## YOUR TASK
Set down the records that follow in full and without changes.
ENTRIES SHOWN: Begin
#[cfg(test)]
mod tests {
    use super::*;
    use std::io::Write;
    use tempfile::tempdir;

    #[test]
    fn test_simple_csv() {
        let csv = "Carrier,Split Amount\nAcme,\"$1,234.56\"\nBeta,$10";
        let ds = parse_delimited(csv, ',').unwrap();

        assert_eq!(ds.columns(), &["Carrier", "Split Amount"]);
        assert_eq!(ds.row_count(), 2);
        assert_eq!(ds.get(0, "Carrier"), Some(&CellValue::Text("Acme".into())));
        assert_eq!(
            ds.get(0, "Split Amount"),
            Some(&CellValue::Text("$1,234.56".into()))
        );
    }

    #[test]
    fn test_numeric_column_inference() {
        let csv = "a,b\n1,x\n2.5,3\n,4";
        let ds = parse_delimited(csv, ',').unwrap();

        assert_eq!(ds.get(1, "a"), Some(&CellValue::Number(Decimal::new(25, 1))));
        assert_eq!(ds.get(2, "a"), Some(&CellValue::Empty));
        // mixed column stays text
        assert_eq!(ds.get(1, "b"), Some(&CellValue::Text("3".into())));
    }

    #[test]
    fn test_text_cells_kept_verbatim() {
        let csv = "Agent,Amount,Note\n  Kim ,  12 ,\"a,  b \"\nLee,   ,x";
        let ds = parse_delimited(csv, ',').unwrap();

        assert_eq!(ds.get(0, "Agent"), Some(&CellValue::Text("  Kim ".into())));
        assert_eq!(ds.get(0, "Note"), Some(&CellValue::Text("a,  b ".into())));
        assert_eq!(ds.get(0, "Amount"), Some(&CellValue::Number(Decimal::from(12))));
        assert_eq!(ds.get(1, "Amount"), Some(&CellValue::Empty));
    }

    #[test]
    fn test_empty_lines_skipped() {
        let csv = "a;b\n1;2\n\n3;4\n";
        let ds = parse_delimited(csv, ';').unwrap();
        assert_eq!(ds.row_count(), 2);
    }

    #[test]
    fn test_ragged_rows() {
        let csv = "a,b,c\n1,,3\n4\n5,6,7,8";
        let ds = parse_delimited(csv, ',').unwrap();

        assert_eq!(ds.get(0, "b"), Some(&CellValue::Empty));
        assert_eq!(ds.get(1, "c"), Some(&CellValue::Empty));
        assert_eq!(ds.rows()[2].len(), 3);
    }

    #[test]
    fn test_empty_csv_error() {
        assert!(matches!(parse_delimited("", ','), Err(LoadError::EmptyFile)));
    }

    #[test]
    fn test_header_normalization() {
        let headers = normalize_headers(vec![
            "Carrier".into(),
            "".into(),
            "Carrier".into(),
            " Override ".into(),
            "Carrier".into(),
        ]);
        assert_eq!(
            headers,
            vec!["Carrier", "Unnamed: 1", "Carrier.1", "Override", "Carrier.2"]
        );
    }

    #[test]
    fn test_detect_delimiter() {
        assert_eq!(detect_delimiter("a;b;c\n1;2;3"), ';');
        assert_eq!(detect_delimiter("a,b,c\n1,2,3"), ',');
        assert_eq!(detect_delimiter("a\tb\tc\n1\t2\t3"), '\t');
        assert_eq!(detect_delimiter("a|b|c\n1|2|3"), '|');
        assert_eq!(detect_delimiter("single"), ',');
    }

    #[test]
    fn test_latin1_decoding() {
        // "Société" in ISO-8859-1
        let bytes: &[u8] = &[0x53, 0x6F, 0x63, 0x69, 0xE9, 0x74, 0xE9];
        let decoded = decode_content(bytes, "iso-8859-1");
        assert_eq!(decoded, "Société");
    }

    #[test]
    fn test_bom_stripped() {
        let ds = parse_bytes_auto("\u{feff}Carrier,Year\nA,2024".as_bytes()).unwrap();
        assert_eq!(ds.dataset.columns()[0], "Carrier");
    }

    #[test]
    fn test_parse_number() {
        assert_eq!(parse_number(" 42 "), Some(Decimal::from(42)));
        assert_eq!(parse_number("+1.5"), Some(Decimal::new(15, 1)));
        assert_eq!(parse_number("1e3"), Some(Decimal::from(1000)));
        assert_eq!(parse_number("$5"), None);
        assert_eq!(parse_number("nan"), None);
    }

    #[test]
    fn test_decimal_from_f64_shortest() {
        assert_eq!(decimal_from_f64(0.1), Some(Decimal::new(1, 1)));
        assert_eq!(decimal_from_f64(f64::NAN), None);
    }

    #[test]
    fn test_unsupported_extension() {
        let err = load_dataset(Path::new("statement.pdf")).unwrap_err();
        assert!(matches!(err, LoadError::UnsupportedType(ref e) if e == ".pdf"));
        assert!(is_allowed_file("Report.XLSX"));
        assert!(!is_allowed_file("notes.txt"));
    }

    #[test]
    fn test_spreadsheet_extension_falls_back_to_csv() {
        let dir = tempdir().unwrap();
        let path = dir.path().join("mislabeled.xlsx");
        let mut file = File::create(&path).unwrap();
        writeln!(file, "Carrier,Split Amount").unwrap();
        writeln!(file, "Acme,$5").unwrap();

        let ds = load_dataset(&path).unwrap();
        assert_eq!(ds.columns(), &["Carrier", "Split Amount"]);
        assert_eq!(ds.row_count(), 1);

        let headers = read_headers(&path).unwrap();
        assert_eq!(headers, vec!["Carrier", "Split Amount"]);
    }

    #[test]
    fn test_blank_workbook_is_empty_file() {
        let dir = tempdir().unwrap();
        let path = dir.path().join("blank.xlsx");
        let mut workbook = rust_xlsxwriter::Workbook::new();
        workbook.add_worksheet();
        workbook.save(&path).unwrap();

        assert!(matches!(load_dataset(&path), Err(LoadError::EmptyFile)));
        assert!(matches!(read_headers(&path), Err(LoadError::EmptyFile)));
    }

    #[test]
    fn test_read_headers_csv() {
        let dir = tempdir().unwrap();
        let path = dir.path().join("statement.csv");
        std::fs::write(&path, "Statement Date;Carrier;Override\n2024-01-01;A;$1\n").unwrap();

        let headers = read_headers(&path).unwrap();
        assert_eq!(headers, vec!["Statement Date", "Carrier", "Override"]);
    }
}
ENTRIES SHOWN: End
## ANSWER SPACE
#[cfg(test)]
mod tests {
    use super::*;
    use std::io::Write;
    use tempfile::tempdir;

    #[test]
    fn test_simple_csv() {
        let csv = "Carrier,Split Amount\nAcme,\"$1,234.56\"\nBeta,$10";
        let ds = parse_delimited(csv, ',').unwrap();

        assert_eq!(ds.columns(), &["Carrier", "Split Amount"]);
        assert_eq!(ds.row_count(), 2);
        assert_eq!(ds.get(0, "Carrier"), Some(&CellValue::Text("Acme".into())));
        assert_eq!(
            ds.get(0, "Split Amount"),
            Some(&CellValue::Text("$1,234.56".into()))
        );
    }

    #[test]
    fn test_numeric_column_inference() {
        let csv = "a,b\n1,x\n2.5,3\n,4";
        let ds = parse_delimited(csv, ',').unwrap();

        assert_eq!(ds.get(1, "a"), Some(&CellValue::Number(Decimal::new(25, 1))));
        assert_eq!(ds.get(2, "a"), Some(&CellValue::Empty));
        // mixed column stays text
        assert_eq!(ds.get(1, "b"), Some(&CellValue::Text("3".into())));
    }

    #[test]
    fn test_text_cells_kept_verbatim() {
        let csv = "Agent,Amount,Note\n  Kim ,  12 ,\"a,  b \"\nLee,   ,x";
        let ds = parse_delimited(csv, ',').unwrap();

        assert_eq!(ds.get(0, "Agent"), Some(&CellValue::Text("  Kim ".into())));
        assert_eq!(ds.get(0, "Note"), Some(&CellValue::Text("a,  b ".into())));
        assert_eq!(ds.get(0, "Amount"), Some(&CellValue::Number(Decimal::from(12))));
        assert_eq!(ds.get(1, "Amount"), Some(&CellValue::Empty));
    }

    #[test]
    fn test_empty_lines_skipped() {
        let csv = "a;b\n1;2\n\n3;4\n";
        let ds = parse_delimited(csv, ';').unwrap();
        assert_eq!(ds.row_count(), 2);
    }

    #[test]
    fn test_ragged_rows() {
        let csv = "a,b,c\n1,,3\n4\n5,6,7,8";
        let ds = parse_delimited(csv, ',').unwrap();

        assert_eq!(ds.get(0, "b"), Some(&CellValue::Empty));
        assert_eq!(ds.get(1, "c"), Some(&CellValue::Empty));
        assert_eq!(ds.rows()[2].len(), 3);
    }

    #[test]
    fn test_empty_csv_error() {
        assert!(matches!(parse_delimited("", ','), Err(LoadError::EmptyFile)));
    }

    #[test]
    fn test_header_normalization() {
        let headers = normalize_headers(vec![
            "Carrier".into(),
            "".into(),
            "Carrier".into(),
            " Override ".into(),
            "Carrier".into(),
        ]);
        assert_eq!(
            headers,
            vec!["Carrier", "Unnamed: 1", "Carrier.1", "Override", "Carrier.2"]
        );
    }

    #[test]
    fn test_detect_delimiter() {
        assert_eq!(detect_delimiter("a;b;c\n1;2;3"), ';');
        assert_eq!(detect_delimiter("a,b,c\n1,2,3"), ',');
        assert_eq!(detect_delimiter("a\tb\tc\n1\t2\t3"), '\t');
        assert_eq!(detect_delimiter("a|b|c\n1|2|3"), '|');
        assert_eq!(detect_delimiter("single"), ',');
    }

    #[test]
    fn test_latin1_decoding() {
        // "Société" in ISO-8859-1
        let bytes: &[u8] = &[0x53, 0x6F, 0x63, 0x69, 0xE9, 0x74, 0xE9];
        let decoded = decode_content(bytes, "iso-8859-1");
        assert_eq!(decoded, "Société");
    }

    #[test]
    fn test_bom_stripped() {
        let ds = parse_bytes_auto("\u{feff}Carrier,Year\nA,2024".as_bytes()).unwrap();
        assert_eq!(ds.dataset.columns()[0], "Carrier");
    }

    #[test]
    fn test_parse_number() {
        assert_eq!(parse_number(" 42 "), Some(Decimal::from(42)));
        assert_eq!(parse_number("+1.5"), Some(Decimal::new(15, 1)));
        assert_eq!(parse_number("1e3"), Some(Decimal::from(1000)));
        assert_eq!(parse_number("$5"), None);
        assert_eq!(parse_number("nan"), None);
    }

    #[test]
    fn test_decimal_from_f64_shortest() {
        assert_eq!(decimal_from_f64(0.1), Some(Decimal::new(1, 1)));
        assert_eq!(decimal_from_f64(f64::NAN), None);
    }

    #[test]
    fn test_unsupported_extension() {
        let err = load_dataset(Path::new("statement.pdf")).unwrap_err();
        assert!(matches!(err, LoadError::UnsupportedType(ref e) if e == ".pdf"));
        assert!(is_allowed_file("Report.XLSX"));
        assert!(!is_allowed_file("notes.txt"));
    }

    #[test]
    fn test_spreadsheet_extension_falls_back_to_csv() {
        let dir = tempdir().unwrap();
        let path = dir.path().join("mislabeled.xlsx");
        let mut file = File::create(&path).unwrap();
        writeln!(file, "Carrier,Split Amount").unwrap();
        writeln!(file, "Acme,$5").unwrap();

        let ds = load_dataset(&path).unwrap();
        assert_eq!(ds.columns(), &["Carrier", "Split Amount"]);
        assert_eq!(ds.row_count(), 1);

        let headers = read_headers(&path).unwrap();
        assert_eq!(headers, vec!["Carrier", "Split Amount"]);
    }

    #[test]
    fn test_blank_workbook_is_empty_file() {
        let dir = tempdir().unwrap();
        let path = dir.path().join("blank.xlsx");
        let mut workbook = rust_xlsxwriter::Workbook::new();
        workbook.add_worksheet();
        workbook.save(&path).unwrap();

        assert!(matches!(load_dataset(&path), Err(LoadError::EmptyFile)));
        assert!(matches!(read_headers(&path), Err(LoadError::EmptyFile)));
    }

    #[test]
    fn test_read_headers_csv() {
        let dir = tempdir().unwrap();
        let path = dir.path().join("statement.csv");
        std::fs::write(&path, "Statement Date;Carrier;Override\n2024-01-01;A;$1\n").unwrap();

        let headers = read_headers(&path).unwrap();
        assert_eq!(headers, vec!["Statement Date", "Carrier", "Override"]);
    }
}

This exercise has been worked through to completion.